### PROBLEM REQUIREMENTS
Your job is to return every line in the data holding the string "FreeRtos".

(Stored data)

········

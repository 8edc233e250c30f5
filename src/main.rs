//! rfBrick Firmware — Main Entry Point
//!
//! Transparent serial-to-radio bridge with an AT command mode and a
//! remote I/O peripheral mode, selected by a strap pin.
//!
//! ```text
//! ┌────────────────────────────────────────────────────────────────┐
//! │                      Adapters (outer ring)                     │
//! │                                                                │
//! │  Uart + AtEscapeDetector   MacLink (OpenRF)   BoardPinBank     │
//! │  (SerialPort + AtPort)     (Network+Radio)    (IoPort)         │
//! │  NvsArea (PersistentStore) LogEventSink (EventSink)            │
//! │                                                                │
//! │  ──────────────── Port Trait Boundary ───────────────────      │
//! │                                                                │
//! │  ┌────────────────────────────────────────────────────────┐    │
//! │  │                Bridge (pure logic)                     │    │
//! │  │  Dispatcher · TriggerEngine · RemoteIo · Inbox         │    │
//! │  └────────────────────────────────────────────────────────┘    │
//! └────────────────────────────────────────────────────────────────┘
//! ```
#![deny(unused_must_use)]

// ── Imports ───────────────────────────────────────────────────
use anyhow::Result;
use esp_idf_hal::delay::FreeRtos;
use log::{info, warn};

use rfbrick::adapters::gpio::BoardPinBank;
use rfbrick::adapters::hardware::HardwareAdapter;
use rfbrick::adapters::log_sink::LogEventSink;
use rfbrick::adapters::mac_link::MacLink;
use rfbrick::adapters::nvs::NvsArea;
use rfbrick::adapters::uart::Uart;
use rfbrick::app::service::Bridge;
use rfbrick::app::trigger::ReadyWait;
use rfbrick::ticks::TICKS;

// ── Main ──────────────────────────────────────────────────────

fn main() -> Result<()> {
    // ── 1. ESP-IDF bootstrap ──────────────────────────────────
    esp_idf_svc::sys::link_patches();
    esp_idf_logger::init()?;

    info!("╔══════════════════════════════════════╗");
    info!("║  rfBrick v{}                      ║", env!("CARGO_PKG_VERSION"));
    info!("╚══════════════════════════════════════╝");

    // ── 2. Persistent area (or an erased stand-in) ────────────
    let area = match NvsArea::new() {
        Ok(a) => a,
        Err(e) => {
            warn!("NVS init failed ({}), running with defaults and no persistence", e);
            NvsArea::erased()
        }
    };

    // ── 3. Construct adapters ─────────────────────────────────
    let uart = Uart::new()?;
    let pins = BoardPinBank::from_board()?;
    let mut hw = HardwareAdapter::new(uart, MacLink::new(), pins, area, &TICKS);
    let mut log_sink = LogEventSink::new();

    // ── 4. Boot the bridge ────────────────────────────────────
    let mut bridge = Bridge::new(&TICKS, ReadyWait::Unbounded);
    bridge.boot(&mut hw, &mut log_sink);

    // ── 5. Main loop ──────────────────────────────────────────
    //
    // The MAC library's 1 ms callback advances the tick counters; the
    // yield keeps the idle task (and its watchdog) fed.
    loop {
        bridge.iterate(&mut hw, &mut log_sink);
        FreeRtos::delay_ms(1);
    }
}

········

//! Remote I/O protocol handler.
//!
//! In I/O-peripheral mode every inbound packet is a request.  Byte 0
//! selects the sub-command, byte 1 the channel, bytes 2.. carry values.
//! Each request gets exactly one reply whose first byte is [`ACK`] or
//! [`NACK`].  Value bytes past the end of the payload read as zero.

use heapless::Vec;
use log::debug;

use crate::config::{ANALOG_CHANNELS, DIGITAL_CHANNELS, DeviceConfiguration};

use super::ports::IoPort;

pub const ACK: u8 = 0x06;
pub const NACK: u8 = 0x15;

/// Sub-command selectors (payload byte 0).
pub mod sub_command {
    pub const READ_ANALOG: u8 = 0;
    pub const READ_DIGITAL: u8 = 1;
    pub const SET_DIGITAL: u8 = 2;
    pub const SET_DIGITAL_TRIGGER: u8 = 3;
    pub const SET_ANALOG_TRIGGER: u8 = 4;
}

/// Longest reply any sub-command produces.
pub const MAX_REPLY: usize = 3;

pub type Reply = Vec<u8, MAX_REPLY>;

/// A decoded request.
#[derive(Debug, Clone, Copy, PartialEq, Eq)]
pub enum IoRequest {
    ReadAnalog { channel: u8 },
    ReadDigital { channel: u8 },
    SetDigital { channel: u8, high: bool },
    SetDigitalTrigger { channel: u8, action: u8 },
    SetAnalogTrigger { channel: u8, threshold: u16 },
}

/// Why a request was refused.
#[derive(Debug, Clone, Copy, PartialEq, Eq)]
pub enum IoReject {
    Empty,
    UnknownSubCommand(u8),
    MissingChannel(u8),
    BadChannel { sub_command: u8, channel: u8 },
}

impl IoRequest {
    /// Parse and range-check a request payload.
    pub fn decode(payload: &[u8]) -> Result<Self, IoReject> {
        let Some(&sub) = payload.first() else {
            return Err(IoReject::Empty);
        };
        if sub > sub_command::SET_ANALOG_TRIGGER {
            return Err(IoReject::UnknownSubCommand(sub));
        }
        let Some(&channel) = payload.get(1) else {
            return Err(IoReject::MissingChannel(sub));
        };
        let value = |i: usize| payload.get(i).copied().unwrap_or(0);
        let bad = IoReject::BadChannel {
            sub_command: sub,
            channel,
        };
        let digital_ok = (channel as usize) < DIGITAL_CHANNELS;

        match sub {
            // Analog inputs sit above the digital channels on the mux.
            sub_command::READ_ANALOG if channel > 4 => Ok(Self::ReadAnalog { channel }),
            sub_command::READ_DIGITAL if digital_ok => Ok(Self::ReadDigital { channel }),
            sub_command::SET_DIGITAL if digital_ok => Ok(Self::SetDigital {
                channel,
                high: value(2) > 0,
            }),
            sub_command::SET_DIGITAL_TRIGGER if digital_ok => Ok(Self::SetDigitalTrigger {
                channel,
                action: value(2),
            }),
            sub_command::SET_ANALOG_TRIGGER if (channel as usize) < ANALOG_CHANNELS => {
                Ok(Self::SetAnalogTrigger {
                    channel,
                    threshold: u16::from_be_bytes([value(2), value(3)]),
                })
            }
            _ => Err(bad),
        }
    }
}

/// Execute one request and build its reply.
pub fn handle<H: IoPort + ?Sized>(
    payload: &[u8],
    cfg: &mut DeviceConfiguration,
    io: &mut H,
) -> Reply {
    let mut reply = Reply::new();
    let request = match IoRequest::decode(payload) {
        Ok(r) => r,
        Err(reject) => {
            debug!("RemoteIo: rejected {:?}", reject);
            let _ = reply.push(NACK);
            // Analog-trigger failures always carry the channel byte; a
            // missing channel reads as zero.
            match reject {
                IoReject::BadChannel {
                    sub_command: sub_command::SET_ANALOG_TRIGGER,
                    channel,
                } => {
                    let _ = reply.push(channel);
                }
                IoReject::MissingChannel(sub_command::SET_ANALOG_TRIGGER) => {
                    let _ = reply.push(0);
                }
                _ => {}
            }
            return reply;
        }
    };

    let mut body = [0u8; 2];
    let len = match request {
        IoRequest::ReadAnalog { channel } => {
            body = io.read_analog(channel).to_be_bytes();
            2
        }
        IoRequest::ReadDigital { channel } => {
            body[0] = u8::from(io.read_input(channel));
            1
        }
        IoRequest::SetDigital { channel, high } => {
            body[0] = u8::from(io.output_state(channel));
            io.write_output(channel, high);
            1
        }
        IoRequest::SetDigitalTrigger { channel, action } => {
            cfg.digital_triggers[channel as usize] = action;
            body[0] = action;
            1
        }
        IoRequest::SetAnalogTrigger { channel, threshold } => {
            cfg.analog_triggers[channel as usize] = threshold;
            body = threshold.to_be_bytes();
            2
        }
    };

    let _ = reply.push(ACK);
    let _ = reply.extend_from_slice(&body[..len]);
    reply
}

········

### YOUR SOLUTION
use esp_idf_hal::delay::FreeRtos;
        FreeRtos::delay_ms(1);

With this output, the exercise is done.